The magic that is the ESP8266
The title is a lie. Actually, I'll want you to be all excited about the D1 Mini NodeMCU – an all in one Microcontroller Combo that sports the ESP8266-12F, 4MB of Flash and a Micro USB port for easy flashing and power supply.
And it's Arduino compatible. And around 2-4€ per piece, lower on AliExpress, higher on Amazon.
What that means? You can get a workhorse that has your usual suspects when it comes to connectivity – UART, I2C, USB, but also a full WiFi Stack, OTA Updates and a bunch of other stuff, for less than a few Euros. It's a steal.
Now, there's a one thing to note before you're getting started. You'll need to solder on the headers before you can meaningfully get started. That's simple, just put them on a breadboard, stick the board on top and solder the pin headers on – but it just needs to be done.
Afterwards, I recommend going straight to PlatformIO, a very comprehensive development platform for all sorts of Microcontrollers that integrates into VS Code.
Now, the possibilities are, of course, endless. To get you started here's some of my favorite libraries that unlock quite some functionalities - and make complicated things very easy.
Probably the one you'll want to use for sure – it's a very comprehensive implementation of a Web Server that runs on that tiny thingy. It also comes with a very well documented and easy to understand API. This is how a simple setup looks that doesn't connect your ESP8266 to anything – but it prints a very lovely pong message once you try to get the '/ping' URL.
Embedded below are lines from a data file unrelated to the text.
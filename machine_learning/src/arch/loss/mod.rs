mod loss_fn;
mod mse;

pub use loss_fn::LossFn;
pub use mse::Mse;
use ndarray::{Array2, ArrayView2};

pub trait LossFn {
    fn loss(&self, y_pred: ArrayView2<f64>, y: ArrayView2<f64>) -> f64;
    fn loss_prime(&self, y_pred: ArrayView2<f64>, y: ArrayView2<f64>) -> Array2<f64>;
}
#import <ESPAsyncWebServer.h>
AsyncWebServer server(80);
void setup()
{
server.on("/ping", HTTP_GET, [] (AsyncWebServerRequest *request) {
request->send(200, "text/plain", "PONG");
}
server.begin();
}
2. Preferences
Very subtle name, but definititely one of those tools that you don't want to miss once you know they exist. Simple Preference API, invokable like this:
#include <Preferences.h>
Preferences prefs;
void setup() {
Serial.begin(115200);
prefs.begin("my-app");
int counter = prefs.getInt("counter", 1); // default to 1
Serial.print("Reboot count: ");
Serial.println(counter);
counter++;
prefs.putInt("counter", counter);
}
void loop() {}
You can probably get by without it, but it saves you quite some fiddling with the EEPROM abstractions that are also available.
3. ArduinoJson
Not a big surprise, this one lets you serialise and deserialise JSON. It also sports a very readable and easy-to-work-with API (I sense a pattern here), thus a must-have if you're generating or consuming JSON.
char json[] = "{\"sensor\":\"gps\",\"time\":1351824120,\"data\":[48.756080,2.302038]}";
DynamicJsonDocument doc(1024);
deserializeJson(doc, json);
const char* sensor = doc["sensor"];
long time = doc["time"];
double latitude = doc["data"][0];
double longitude = doc["data"][1];
4. AccelStepper
If you're working with Steppers like the 28BYJ-48, this is a great library – it basically allows you to drive your stepper not only linearly, but also with dynamic acceleration and decceleration, allowing optimum torque when ramping up speed and also just a nicer feel to your movements, depending on the application.
That's one that you probably don't really need, but I'd at least take it for a spin – the API is nice enough and I had a bit of a wow-effect using it the first time.
5. Built-In: OTA Update!
The probably coolest thing is that you can update the firmware running on the device without plugging it into your USB Port everytime – it supports OTA updates just fine.
It's three lines of code to connect to a WiFi, wait for the connection to be established and fetch a new version of the firmware from a known host. This still blows my mind every time.
WiFi.begin("ESSID", "PASSWORD");
WiFi.waitForConnectResult();
t_httpUpdate_return returnValue = ESPhttpUpdate.update(client, "http://192.168.0.44/firmware.bin");
Working with this board has been a fun journey for me – let me know if you're building something with it as well.